Problem statement:
Say how many lines in the data below contain the word "dropped", and give no other text.

(Data excerpts)
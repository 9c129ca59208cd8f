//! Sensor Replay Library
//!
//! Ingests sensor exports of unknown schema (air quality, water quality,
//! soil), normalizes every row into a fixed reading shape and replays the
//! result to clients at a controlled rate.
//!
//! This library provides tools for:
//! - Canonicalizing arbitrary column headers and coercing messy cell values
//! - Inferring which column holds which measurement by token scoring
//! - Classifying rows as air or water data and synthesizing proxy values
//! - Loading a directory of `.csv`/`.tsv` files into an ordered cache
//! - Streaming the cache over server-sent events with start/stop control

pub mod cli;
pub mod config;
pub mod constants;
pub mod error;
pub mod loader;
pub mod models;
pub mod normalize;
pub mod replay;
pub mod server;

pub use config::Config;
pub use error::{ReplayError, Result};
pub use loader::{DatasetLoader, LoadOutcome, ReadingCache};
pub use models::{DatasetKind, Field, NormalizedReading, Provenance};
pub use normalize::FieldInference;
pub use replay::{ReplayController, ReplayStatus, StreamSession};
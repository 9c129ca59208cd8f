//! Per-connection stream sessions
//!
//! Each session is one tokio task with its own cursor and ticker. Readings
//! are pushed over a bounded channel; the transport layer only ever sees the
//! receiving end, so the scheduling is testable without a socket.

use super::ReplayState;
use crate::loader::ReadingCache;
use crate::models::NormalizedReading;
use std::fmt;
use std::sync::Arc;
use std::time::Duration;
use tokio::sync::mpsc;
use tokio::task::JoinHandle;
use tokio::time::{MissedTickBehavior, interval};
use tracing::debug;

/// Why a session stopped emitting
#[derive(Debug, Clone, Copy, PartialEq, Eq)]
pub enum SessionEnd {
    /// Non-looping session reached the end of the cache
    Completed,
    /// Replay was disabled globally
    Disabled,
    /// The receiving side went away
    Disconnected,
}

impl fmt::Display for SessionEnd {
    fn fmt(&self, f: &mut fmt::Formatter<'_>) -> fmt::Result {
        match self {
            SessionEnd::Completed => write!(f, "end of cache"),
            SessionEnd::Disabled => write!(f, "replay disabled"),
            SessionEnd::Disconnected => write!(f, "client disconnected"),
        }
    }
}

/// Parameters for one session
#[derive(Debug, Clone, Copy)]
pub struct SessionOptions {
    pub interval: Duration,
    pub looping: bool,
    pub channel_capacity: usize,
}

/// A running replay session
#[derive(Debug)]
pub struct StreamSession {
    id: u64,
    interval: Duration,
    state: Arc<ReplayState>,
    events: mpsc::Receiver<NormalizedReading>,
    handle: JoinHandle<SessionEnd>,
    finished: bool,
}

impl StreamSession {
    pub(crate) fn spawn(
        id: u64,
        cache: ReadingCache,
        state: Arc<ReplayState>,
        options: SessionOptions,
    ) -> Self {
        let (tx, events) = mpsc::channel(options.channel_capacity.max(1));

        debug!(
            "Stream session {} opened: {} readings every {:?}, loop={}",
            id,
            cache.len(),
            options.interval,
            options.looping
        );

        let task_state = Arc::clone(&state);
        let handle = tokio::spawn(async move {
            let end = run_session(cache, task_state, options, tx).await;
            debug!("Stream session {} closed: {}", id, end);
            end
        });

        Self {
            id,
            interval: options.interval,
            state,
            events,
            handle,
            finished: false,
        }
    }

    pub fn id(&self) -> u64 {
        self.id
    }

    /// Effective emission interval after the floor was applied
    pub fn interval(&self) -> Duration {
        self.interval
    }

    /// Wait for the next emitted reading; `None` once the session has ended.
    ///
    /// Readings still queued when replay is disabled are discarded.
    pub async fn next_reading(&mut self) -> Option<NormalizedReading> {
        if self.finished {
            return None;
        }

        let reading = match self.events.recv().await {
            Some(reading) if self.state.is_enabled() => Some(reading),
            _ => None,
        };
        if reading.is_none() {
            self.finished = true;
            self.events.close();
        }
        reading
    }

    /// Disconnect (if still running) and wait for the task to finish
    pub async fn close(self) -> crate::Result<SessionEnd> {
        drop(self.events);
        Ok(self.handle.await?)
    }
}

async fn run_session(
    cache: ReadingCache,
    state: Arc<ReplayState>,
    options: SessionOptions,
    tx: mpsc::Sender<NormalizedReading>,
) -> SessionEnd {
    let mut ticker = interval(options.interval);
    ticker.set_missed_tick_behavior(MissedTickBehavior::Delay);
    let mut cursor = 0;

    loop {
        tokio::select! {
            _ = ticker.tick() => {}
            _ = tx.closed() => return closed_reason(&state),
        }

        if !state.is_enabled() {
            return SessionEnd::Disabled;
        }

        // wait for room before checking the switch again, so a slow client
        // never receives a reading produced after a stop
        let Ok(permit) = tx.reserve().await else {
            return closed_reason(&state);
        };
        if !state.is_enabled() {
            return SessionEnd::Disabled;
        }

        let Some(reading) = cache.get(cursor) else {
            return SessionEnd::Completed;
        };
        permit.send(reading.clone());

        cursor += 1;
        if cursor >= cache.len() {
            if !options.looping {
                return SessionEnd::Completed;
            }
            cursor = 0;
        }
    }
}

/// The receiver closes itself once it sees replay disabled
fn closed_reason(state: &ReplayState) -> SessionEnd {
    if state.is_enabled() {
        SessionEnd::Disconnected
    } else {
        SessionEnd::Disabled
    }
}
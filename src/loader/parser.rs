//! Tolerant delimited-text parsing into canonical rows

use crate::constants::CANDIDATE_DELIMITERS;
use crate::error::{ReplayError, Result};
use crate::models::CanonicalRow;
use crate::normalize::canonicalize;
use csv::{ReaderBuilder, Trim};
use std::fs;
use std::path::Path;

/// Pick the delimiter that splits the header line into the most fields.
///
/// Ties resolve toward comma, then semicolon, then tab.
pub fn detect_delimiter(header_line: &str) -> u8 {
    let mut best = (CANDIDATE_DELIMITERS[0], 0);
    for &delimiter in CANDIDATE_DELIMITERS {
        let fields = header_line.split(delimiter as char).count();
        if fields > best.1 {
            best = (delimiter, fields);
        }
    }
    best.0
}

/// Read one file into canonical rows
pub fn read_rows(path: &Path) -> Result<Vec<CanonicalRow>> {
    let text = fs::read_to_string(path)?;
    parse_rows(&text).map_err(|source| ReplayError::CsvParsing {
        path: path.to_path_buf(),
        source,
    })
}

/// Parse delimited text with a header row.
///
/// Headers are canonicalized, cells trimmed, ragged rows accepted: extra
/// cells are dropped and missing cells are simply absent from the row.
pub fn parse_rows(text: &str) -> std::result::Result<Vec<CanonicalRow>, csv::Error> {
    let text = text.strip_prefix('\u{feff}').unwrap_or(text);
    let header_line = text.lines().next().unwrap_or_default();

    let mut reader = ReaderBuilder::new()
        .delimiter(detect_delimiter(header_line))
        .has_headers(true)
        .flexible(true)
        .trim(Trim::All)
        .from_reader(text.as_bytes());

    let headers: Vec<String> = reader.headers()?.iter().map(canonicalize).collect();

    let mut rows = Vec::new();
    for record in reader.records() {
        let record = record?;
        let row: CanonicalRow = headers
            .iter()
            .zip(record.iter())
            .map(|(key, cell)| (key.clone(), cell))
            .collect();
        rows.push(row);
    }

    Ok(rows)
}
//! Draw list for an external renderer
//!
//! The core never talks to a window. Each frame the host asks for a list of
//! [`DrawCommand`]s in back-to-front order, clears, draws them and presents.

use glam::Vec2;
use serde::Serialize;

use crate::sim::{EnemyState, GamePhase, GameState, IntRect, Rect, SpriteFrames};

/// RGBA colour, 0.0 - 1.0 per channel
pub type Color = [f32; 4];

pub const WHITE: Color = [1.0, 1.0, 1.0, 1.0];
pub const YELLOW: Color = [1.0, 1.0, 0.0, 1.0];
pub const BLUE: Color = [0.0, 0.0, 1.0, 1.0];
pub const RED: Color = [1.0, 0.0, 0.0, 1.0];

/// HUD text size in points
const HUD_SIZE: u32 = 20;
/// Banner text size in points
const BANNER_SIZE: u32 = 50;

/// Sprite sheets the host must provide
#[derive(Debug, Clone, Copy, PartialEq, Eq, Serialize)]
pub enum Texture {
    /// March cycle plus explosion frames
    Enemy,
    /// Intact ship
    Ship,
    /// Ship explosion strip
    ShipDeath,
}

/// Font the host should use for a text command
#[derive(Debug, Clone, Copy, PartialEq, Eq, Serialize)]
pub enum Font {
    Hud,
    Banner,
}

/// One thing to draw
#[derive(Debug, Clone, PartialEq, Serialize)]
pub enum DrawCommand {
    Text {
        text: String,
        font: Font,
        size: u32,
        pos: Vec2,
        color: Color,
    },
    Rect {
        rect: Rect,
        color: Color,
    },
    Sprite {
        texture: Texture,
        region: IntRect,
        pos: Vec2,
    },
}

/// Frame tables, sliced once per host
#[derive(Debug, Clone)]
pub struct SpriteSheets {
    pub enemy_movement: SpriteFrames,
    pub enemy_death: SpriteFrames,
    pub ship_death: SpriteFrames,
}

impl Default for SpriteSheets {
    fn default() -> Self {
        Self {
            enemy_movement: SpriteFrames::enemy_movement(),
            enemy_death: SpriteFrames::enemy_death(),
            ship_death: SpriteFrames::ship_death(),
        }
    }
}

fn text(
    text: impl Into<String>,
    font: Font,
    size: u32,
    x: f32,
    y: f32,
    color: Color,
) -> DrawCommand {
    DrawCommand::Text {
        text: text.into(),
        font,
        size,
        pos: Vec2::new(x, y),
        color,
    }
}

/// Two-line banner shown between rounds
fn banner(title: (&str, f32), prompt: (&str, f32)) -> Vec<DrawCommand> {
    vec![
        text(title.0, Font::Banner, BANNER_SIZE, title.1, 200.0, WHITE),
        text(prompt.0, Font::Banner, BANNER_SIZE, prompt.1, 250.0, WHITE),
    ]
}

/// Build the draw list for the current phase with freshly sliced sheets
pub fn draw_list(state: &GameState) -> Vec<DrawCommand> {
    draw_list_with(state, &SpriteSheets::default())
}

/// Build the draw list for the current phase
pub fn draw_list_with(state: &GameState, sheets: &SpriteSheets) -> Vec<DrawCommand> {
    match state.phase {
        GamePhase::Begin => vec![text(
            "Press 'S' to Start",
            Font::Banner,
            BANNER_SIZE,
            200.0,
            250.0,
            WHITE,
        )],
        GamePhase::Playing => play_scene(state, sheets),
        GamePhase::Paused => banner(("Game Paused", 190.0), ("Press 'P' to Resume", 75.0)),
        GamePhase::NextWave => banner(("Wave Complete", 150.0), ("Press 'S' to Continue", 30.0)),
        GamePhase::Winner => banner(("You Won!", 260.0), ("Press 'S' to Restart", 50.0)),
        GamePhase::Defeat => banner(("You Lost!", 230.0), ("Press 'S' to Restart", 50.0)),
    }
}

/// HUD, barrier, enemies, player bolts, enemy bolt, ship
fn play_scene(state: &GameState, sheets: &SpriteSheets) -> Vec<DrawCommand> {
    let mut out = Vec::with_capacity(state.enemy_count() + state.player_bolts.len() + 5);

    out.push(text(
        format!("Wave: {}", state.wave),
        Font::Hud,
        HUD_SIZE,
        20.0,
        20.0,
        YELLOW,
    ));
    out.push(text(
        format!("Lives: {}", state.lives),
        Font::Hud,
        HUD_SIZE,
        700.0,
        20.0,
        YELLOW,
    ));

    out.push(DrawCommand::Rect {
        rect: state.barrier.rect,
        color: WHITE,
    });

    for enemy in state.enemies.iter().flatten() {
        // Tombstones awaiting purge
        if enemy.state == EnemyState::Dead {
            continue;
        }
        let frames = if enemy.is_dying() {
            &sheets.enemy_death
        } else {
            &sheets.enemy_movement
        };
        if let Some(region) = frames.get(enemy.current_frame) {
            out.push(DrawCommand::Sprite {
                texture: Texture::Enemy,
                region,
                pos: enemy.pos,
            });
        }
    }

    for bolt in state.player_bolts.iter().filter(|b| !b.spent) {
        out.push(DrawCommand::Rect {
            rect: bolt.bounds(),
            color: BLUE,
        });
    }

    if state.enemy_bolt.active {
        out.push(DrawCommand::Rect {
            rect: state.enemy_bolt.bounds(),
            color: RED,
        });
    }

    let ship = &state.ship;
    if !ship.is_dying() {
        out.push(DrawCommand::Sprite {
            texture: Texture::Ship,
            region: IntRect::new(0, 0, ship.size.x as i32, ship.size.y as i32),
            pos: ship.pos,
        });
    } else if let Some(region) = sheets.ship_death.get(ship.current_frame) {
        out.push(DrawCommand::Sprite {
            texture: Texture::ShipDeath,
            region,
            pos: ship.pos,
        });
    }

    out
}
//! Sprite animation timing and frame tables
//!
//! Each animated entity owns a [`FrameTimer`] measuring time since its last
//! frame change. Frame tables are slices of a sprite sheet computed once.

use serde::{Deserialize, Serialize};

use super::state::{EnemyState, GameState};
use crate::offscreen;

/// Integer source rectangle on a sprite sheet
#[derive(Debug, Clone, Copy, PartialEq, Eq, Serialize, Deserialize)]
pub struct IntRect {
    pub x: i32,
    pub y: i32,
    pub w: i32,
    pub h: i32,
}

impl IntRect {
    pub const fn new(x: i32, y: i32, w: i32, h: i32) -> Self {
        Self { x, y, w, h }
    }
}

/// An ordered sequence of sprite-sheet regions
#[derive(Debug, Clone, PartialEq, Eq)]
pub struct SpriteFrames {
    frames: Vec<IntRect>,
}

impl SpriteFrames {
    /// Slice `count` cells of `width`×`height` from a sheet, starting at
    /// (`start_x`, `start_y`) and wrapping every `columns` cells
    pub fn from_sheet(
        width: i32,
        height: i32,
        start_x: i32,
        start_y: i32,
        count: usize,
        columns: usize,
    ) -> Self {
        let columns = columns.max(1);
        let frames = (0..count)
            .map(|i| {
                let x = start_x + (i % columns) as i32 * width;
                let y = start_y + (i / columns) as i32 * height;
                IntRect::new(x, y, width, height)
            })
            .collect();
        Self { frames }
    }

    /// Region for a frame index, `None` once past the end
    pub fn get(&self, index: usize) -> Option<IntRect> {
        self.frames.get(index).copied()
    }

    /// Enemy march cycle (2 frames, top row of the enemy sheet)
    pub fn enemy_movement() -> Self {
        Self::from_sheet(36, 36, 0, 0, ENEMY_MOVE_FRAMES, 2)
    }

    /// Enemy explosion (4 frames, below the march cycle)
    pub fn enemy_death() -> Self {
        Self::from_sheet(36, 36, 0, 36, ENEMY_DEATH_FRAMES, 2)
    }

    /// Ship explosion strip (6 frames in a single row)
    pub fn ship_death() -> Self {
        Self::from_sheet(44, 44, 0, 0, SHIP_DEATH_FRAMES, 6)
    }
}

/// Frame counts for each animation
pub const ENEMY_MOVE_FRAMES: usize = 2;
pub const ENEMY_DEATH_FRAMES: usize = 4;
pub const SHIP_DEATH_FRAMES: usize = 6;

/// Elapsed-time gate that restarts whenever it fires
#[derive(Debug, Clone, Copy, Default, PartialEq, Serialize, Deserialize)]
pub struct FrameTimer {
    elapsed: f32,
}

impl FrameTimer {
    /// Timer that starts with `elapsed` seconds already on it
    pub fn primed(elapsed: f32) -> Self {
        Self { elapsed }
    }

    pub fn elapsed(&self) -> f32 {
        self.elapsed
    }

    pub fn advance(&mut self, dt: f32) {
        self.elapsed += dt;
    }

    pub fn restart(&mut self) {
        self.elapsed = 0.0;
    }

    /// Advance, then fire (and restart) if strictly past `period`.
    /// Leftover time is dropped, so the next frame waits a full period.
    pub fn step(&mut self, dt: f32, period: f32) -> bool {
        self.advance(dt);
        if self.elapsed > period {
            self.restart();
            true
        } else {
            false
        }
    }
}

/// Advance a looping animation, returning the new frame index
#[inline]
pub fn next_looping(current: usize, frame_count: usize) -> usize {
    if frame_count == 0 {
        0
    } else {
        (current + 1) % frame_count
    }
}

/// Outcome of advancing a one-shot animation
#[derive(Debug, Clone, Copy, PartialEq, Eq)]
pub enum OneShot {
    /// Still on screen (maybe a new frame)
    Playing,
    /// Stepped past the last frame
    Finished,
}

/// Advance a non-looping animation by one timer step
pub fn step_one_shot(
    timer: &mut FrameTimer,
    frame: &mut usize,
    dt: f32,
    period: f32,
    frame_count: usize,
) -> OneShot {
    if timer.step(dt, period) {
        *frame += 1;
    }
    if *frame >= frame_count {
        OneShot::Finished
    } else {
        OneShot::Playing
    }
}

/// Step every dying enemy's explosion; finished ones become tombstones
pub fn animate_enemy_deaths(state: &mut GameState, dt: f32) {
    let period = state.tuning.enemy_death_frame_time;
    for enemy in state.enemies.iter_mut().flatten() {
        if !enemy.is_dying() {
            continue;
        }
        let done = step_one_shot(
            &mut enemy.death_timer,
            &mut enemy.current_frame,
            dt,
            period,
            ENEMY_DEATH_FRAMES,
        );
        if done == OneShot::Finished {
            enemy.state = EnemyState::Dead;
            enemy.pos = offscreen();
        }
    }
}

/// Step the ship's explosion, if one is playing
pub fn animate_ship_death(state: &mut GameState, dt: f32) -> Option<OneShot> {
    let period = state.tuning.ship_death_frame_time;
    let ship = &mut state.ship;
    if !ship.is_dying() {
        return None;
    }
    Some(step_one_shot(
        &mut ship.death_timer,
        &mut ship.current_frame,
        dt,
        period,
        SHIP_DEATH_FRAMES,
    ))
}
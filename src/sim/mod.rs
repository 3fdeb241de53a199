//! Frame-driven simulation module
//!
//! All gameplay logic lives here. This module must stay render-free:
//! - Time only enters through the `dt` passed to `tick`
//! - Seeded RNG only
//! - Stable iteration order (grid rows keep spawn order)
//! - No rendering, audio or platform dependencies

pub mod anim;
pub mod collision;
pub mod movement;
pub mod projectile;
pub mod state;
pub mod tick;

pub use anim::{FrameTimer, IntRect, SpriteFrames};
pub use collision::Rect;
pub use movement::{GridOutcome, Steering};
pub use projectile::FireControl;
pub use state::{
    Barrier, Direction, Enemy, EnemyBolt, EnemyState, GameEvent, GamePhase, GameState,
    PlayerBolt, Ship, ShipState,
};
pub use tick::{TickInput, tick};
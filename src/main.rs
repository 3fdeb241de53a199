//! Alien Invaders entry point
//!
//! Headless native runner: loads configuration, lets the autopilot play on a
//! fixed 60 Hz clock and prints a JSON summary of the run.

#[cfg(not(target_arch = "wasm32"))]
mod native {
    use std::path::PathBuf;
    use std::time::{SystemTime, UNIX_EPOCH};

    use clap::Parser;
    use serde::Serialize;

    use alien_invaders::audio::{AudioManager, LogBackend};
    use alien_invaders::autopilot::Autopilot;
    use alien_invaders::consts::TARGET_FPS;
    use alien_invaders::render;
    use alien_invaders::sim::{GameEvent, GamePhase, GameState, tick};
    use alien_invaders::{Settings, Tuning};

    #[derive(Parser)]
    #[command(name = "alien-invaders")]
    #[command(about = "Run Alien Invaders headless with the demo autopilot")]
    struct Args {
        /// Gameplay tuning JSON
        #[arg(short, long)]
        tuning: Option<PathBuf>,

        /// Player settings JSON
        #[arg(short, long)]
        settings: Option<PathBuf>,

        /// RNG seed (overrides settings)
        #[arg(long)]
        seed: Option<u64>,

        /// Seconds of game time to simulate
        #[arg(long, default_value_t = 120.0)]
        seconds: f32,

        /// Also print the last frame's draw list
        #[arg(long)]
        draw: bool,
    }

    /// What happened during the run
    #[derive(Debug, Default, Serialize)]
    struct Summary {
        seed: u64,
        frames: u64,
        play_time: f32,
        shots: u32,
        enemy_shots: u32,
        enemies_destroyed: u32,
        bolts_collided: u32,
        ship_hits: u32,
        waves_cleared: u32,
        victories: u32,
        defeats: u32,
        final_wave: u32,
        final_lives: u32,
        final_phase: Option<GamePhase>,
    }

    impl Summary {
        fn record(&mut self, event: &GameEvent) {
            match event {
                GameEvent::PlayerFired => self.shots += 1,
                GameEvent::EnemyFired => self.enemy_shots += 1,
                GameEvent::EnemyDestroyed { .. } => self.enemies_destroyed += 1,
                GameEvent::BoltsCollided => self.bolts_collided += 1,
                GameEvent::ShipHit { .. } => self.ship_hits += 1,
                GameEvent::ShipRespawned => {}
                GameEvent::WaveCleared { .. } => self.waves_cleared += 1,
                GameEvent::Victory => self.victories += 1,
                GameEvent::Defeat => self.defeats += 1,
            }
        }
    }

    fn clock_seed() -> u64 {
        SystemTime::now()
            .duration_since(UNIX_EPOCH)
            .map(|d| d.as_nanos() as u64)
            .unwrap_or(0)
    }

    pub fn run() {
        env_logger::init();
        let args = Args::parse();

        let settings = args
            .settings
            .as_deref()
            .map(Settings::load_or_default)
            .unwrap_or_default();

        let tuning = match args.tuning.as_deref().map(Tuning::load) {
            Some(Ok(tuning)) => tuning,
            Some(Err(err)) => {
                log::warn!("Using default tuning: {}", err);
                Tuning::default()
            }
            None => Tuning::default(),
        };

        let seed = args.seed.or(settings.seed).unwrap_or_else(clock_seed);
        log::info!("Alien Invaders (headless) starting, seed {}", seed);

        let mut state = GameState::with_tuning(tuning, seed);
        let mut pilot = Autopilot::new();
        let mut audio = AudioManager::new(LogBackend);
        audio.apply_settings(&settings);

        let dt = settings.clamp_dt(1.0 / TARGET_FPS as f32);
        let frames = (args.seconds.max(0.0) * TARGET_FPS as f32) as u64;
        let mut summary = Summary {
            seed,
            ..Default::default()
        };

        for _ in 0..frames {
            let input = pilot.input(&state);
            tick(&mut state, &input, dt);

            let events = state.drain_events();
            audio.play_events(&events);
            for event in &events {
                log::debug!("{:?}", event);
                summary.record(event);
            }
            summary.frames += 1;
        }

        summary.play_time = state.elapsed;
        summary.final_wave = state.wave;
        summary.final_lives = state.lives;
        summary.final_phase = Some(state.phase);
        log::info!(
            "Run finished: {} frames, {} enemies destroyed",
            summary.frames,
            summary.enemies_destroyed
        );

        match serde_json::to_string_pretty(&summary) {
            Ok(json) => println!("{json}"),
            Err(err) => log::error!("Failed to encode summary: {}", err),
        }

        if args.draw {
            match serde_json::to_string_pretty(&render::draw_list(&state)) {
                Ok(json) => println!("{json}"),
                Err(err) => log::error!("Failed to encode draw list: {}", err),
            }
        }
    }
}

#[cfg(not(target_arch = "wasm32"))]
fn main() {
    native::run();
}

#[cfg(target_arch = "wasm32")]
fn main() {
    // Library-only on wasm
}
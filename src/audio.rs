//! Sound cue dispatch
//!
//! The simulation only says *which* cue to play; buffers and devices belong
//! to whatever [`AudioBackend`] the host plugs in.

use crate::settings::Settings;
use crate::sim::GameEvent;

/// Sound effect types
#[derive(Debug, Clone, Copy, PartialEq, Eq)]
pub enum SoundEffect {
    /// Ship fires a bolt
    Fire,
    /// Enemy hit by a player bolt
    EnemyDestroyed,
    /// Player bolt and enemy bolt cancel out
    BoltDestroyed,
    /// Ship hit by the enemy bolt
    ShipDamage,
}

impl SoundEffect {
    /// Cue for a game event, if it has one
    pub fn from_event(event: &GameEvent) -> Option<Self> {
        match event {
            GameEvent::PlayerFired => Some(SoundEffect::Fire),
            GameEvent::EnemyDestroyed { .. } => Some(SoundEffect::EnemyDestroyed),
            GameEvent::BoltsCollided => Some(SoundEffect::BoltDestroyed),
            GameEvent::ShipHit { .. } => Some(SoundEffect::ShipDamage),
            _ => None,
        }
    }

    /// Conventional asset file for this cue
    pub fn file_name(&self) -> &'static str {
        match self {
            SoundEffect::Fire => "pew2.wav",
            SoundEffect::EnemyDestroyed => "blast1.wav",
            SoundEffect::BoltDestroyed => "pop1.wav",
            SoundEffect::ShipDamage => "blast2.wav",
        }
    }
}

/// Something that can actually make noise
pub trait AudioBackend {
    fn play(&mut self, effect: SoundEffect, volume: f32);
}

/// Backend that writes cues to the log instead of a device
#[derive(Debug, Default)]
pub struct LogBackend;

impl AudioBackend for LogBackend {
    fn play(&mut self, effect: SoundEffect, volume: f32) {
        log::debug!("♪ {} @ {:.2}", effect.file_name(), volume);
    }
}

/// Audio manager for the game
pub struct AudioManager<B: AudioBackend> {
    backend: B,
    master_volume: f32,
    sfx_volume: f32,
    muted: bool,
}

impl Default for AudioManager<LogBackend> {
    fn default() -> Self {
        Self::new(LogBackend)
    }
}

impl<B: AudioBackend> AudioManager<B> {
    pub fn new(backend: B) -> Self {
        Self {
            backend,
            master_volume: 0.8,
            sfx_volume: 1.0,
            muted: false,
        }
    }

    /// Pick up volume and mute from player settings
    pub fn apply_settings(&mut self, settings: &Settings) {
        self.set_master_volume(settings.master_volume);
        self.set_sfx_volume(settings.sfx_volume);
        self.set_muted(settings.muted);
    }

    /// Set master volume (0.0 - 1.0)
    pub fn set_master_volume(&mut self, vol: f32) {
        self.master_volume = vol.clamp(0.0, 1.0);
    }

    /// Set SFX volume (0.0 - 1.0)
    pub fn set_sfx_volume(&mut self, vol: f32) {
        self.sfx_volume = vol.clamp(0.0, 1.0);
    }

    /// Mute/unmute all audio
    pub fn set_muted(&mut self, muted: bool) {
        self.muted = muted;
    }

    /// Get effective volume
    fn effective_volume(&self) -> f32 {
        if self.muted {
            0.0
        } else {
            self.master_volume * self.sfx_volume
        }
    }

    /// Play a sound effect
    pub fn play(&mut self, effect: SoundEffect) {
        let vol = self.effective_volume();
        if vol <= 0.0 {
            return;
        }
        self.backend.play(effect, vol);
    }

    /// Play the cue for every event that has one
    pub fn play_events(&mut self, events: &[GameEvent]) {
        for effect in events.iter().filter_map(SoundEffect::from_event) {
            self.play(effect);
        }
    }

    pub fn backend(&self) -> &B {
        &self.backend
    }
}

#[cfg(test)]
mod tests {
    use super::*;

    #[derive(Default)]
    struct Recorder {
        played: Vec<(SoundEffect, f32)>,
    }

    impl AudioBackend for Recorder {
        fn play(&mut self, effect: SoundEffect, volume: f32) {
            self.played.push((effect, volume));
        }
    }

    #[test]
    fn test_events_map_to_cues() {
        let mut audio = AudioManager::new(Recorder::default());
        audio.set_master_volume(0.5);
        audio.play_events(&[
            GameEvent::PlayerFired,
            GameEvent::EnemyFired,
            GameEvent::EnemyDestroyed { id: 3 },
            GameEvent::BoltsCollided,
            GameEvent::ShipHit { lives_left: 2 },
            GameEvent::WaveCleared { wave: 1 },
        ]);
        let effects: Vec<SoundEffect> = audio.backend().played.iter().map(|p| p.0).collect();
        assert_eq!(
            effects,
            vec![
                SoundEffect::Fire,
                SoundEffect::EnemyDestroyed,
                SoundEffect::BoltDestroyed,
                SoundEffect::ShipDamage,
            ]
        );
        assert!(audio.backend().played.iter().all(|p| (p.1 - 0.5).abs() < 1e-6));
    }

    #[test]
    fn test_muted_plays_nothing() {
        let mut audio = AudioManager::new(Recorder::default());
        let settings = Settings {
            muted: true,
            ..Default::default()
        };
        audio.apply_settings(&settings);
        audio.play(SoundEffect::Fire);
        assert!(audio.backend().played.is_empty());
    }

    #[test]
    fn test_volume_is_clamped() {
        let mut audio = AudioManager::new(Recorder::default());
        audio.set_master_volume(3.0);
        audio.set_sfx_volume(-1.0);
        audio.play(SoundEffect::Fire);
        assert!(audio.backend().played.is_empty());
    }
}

Solution to the exercise:
2